What’s the difference, and what does it matter?

Frank Morton


There is a persistent ignorance about these terms that clouds most conversations about them, as well as media presentations that refer to them in regard to important agricultural issues, like feeding the world.

  • Hybrid—an offspring of two plants (or animals) of different varieties (or breeds), species, or genera. Commercial F1 hybrids require some control or manipulation of the pollination process.
  • GMO (Genetically Modified Organism)—organisms containing genes from unrelated species that were artificially inserted by genetic engineering (GE) techniques. GMO plants can be hybrids or open pollinating.
  • Open Pollinated Variety—an openly breeding population of plants with more or less uniform traits, appearance, and adaptations, that produce progeny of like qualities.

Commercial F1 hybrids are the kind of hybrids for sale to commercial farmers, and this is what is specifically referred to in common discussions of the relative merits of “hybrids vs OPs.” Commercial F1 hybrids have a different breeding process than open-pollinated varieties, with a different intended outcome. In commercial hybrids, all of the breeding work actually goes into the parents of the intended F1 end product. These parent lines are rendered to a specific genetic uniformity by repeated cycles of family inbreeding and selection, until each member of the inbred line is nearly like a clone, its genetic variability eliminated in hope of creating only ideal F1 offspring, once it has been crossed with an equally rendered mating line. One of these inbred lines is the designated maternal line, on which the F1 commercial hybrid seed will set and grow. This maternal line is bred (or chemically manipulated) to lack viable pollen, creating a “male-sterile” recipient for pollination by the male or paternal line. Commercial F1 hybrid seed is intended to produce one crop of genetically uniform offspring. Seed from hybrids doesn’t produce uniform “hybrid-like” offspring.

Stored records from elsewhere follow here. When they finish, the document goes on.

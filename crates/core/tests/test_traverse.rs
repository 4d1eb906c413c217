//! Tests for breadth-first traversal

use schemalint_core::syntax::{NodeId, SourceFile};
use schemalint_core::traverse::breadth_first;

fn texts(file: &SourceFile, order: &[NodeId]) -> Vec<String> {
    order.iter().map(|id| file.node_text(*id).to_string()).collect()
}

#[test]
fn test_children_before_grandchildren() {
    let file = SourceFile::parse("a.ts", "f(a); g(b);").unwrap();
    let order: Vec<NodeId> = file.descendants().collect();
    assert_eq!(
        texts(&file, &order),
        vec!["f(a);", "g(b);", "f(a)", "g(b)", "f", "(a)", "g", "(b)", "a", "b"]
    );
}

#[test]
fn test_declaration_order() {
    let file = SourceFile::parse("a.ts", "const x = S.Number").unwrap();
    let kinds: Vec<&str> = file
        .descendants()
        .map(|id| file.node(id).grammar_kind)
        .collect();
    assert_eq!(
        kinds,
        vec![
            "lexical_declaration",
            "variable_declarator",
            "identifier",
            "member_expression",
            "identifier",
            "property_identifier",
        ]
    );
}

#[test]
fn test_traversal_is_idempotent() {
    let source = r#"
import { Schema } from "effect"

export const User = Schema.Struct({
  id: Schema.Number,
  created: Schema.Date,
  tags: Schema.Array(Schema.String),
})

function check(input: unknown) {
  return Schema.decodeUnknownSync(User)(input)
}
"#;
    let file = SourceFile::parse("user.ts", source).unwrap();
    let first: Vec<NodeId> = file.descendants().collect();
    let second: Vec<NodeId> = file.descendants().collect();
    assert_eq!(first, second);
}

#[test]
fn test_visits_every_node_once() {
    let source = "const a = [1, [2, [3, { b: c.d.e }]]]; if (a) { f(g(h)) }";
    let file = SourceFile::parse("a.ts", source).unwrap();
    let mut order: Vec<NodeId> = file.descendants().collect();
    // Everything except the root
    assert_eq!(order.len(), file.len() - 1);
    order.sort_by_key(|id| id.index());
    order.dedup();
    assert_eq!(order.len(), file.len() - 1);
}

#[test]
fn test_subtree_walk() {
    let file = SourceFile::parse("a.ts", "x; y.z;").unwrap();
    let second_statement = file.children(file.root())[1];
    let order: Vec<NodeId> = breadth_first(&file, second_statement).collect();
    assert_eq!(texts(&file, &order), vec!["y.z", "y", "z"]);
}
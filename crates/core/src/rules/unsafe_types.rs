//! Unsafe schema types — `Schema.Number` and `Schema.Date`
//!
//! Number is swapped for `JsonNumber`. Date has no renamed replacement; the
//! whole reference is wrapped as `Schema.Date.pipe(Schema.validDate())`, so
//! when the match is the member of `Schema.Date` the edit targets the access,
//! not the trailing identifier.

use super::{ensure_member, references_export, rename_fix, ReportSink, Rule, RuleContext};
use crate::factory::{clone_receiver, Expr};
use crate::finding::{Finding, Severity};
use crate::fix::Fix;
use crate::semantic::{ExportQuery, SCHEMA_MODULE};
use crate::syntax::{NodeId, SourceFile, SyntaxKind};

pub struct UnsafeTypesRule;

impl UnsafeTypesRule {
    pub fn new() -> Self {
        Self
    }
}

impl Default for UnsafeTypesRule {
    fn default() -> Self {
        Self::new()
    }
}

impl Rule for UnsafeTypesRule {
    fn name(&self) -> &'static str {
        "schemaUnsafeTypes"
    }

    fn code(&self) -> u32 {
        36
    }

    fn default_severity(&self) -> Severity {
        Severity::Off
    }

    fn apply(&self, ctx: &RuleContext<'_>, report: &mut dyn ReportSink) {
        let file = ctx.file;

        for node in file.descendants() {
            match file.kind(node) {
                SyntaxKind::Identifier => {}
                SyntaxKind::PropertyAccess | SyntaxKind::CallExpression | SyntaxKind::Other => {
                    continue
                }
            }

            if references_export(ctx, node, "Number") {
                let mut finding = Finding::new(
                    file,
                    node,
                    "Schema.Number is unsafe. Use Schema.JsonNumber instead.",
                );
                if file.node_text(node) == "Number" {
                    finding = finding.with_fix(rename_fix(
                        "schemaUnsafeTypes_replaceWithJsonNumber",
                        "Replace with Schema.JsonNumber".to_string(),
                        node,
                        "JsonNumber",
                    ));
                }
                report.report(finding);
            } else if references_export(ctx, node, "Date") {
                let target = qualified_reference(file, node);
                // `Outer.Schema.Date` validates through `Outer.Schema`; a bare
                // `Date` needs the file's namespace binding
                let receiver = file.access_receiver(target);
                let namespace = match receiver {
                    Some(receiver) => file.node_text(receiver).to_string(),
                    None => ctx
                        .matcher
                        .imported_module_identifier(SCHEMA_MODULE)
                        .unwrap_or_else(|| ctx.schema_namespace.to_string()),
                };
                if is_validated(ctx, target, &namespace) {
                    continue;
                }

                let fix = Fix::new(
                    "schemaUnsafeTypes_replaceWithValidDate",
                    "Replace with Schema.Date.pipe(Schema.validDate())",
                    move |tracker| {
                        let file = tracker.file();
                        ensure_member(file, target)?;
                        let scope = match receiver {
                            Some(receiver) => clone_receiver(file, receiver),
                            None => Expr::identifier(namespace.as_str()),
                        };
                        let validator =
                            Expr::call(Expr::property_access(scope, "validDate"), Vec::new());
                        tracker.replace_node(target, &Expr::original(target).pipe(validator))
                    },
                );

                report.report(
                    Finding::new(
                        file,
                        node,
                        "Schema.Date is unsafe. Use Schema.Date.pipe(Schema.validDate()) instead.",
                    )
                    .with_fix(fix),
                );
            }
        }
    }
}

/// `Date` inside `Schema.Date` → the access; a bare `Date` → itself
fn qualified_reference(file: &SourceFile, identifier: NodeId) -> NodeId {
    match file.parent(identifier) {
        Some(parent) if file.access_member(parent) == Some(identifier) => parent,
        _ => identifier,
    }
}

/// Whether `target` already reads `target.pipe(..., validDate(), ...)`. The
/// validator either resolves to the schema export or is spelled exactly as
/// this rule's fix spells it (`<namespace>.validDate`, where `namespace` is
/// the receiver text of a qualified target).
fn is_validated(ctx: &RuleContext<'_>, target: NodeId, namespace: &str) -> bool {
    let file = ctx.file;
    let Some(access) = file.parent(target) else {
        return false;
    };
    if file.access_receiver(access) != Some(target)
        || file.access_member(access).map(|m| file.node_text(m)) != Some("pipe")
    {
        return false;
    }
    let Some(call) = file.parent(access) else {
        return false;
    };
    if file.kind(call) != SyntaxKind::CallExpression
        || file.child_by_field(call, "function") != Some(access)
    {
        return false;
    }
    let Some(arguments) = file.child_by_field(call, "arguments") else {
        return false;
    };

    let query = ExportQuery::schema("validDate");
    let is_validator = |callee: NodeId| {
        if ctx.matcher.reference_to(callee, &query).is_match() {
            return true;
        }
        match (file.access_receiver(callee), file.access_member(callee)) {
            (Some(receiver), Some(member)) => {
                file.node_text(member) == "validDate" && file.node_text(receiver) == namespace
            }
            _ => false,
        }
    };
    file.children(arguments).iter().any(|arg| {
        file.kind(*arg) == SyntaxKind::CallExpression
            && file
                .child_by_field(*arg, "function")
                .is_some_and(&is_validator)
    })
}
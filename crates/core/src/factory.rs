//! Replacement expression construction
//!
//! Fixes never splice strings by hand. They build an [`Expr`] out of
//! identifiers, property accesses and calls, and the change tracker prints it.
//! [`Expr::Original`] embeds an existing node verbatim.

use crate::fix::FixError;
use crate::syntax::{NodeId, SourceFile, SyntaxKind};

#[derive(Debug, Clone, PartialEq, Eq)]
pub enum Expr {
    Identifier(String),
    PropertyAccess { object: Box<Expr>, name: String },
    Call { callee: Box<Expr>, args: Vec<Expr> },
    /// An existing node, reproduced from the source text
    Original(NodeId),
}

impl Expr {
    pub fn identifier(name: impl Into<String>) -> Self {
        Expr::Identifier(name.into())
    }

    pub fn property_access(object: Expr, name: impl Into<String>) -> Self {
        Expr::PropertyAccess {
            object: Box::new(object),
            name: name.into(),
        }
    }

    pub fn call(callee: Expr, args: Vec<Expr>) -> Self {
        Expr::Call {
            callee: Box::new(callee),
            args,
        }
    }

    pub fn original(node: NodeId) -> Self {
        Expr::Original(node)
    }

    /// `self.pipe(arg)`
    pub fn pipe(self, arg: Expr) -> Self {
        Expr::call(Expr::property_access(self, "pipe"), vec![arg])
    }

    /// Serialize against `file`, validating every slot
    pub fn print(&self, file: &SourceFile) -> Result<String, FixError> {
        let mut out = String::new();
        self.write(file, &mut out)?;
        Ok(out)
    }

    fn write(&self, file: &SourceFile, out: &mut String) -> Result<(), FixError> {
        match self {
            Expr::Identifier(name) => {
                check_name(name)?;
                out.push_str(name);
            }
            Expr::PropertyAccess { object, name } => {
                check_name(name)?;
                object.write(file, out)?;
                out.push('.');
                out.push_str(name);
            }
            Expr::Call { callee, args } => {
                callee.write(file, out)?;
                out.push('(');
                for (i, arg) in args.iter().enumerate() {
                    if i > 0 {
                        out.push_str(", ");
                    }
                    arg.write(file, out)?;
                }
                out.push(')');
            }
            Expr::Original(node) => {
                if !file.contains(*node) {
                    return Err(FixError::ForeignNode(*node));
                }
                out.push_str(file.node_text(*node));
            }
        }
        Ok(())
    }
}

fn check_name(name: &str) -> Result<(), FixError> {
    if is_identifier_name(name) {
        Ok(())
    } else {
        Err(FixError::MalformedReplacement(format!(
            "`{name}` is not a valid identifier"
        )))
    }
}

/// ECMAScript IdentifierName, ASCII-plus-Unicode-letters approximation
pub fn is_identifier_name(name: &str) -> bool {
    let mut chars = name.chars();
    match chars.next() {
        Some(c) if c.is_alphabetic() || c == '_' || c == '$' => {}
        _ => return false,
    }
    chars.all(|c| c.is_alphanumeric() || c == '_' || c == '$')
}

/// Rebuild an identifier or property-access chain node by node. Any other
/// receiver shape is kept as a reference to the original node.
pub fn clone_receiver(file: &SourceFile, node: NodeId) -> Expr {
    match file.kind(node) {
        SyntaxKind::Identifier => Expr::identifier(file.node_text(node)),
        SyntaxKind::PropertyAccess => {
            match (file.access_receiver(node), file.access_member(node)) {
                (Some(receiver), Some(member))
                    if file.kind(member) == SyntaxKind::Identifier =>
                {
                    Expr::property_access(clone_receiver(file, receiver), file.node_text(member))
                }
                _ => Expr::original(node),
            }
        }
        SyntaxKind::CallExpression | SyntaxKind::Other => Expr::original(node),
    }
}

Hybrids, as a general term, are created in nature and in breeding projects whenever unlike kinds, varieties, or species successfully inter-mate. The hybrid itself (the F1 generation) is a “genetic average” of the parents that created it, and they generally look that way. When the hybrids have offspring (the F2 generation), they don’t resemble the hybrid as much as they represent a reassembly of traits from the original parents of the hybrid, including some traits that were previously invisible because they are genetically recessive. F2 generations provides a plant breeder with a first opportunity to see some of the varietal possibilities that lie in the future, following many generations of genetic sorting (called “segregation”) and selection by the breeder and the environment. At the end of 6 to 10 generations of breeding “like kinds to like kinds,” varietal families of kinds become genetically stable, and will “breed true” to the type. Each kind is now an open pollinated variety, with more or less genetic uniformity, depending upon the specifics of its selection.

This is where all open-pollinating varieties come from—new, heirloom, commercial, organic. Except for rare mutations, all the diversity we see in our cornucopia has arisen from the commingling of an everevolving array of varieties under differentand changing conditions. OP varieties are uniform enough to be clearly recognizable, but contain enough genetic diversity to maintain vigorous growth and adaptability under changeable conditions. Conversely, inbred parent lines easily fail when conditions don’t suit them, and hybrids do not adapt to changing conditions. Such are consequences of the difference in F1s vs OPs.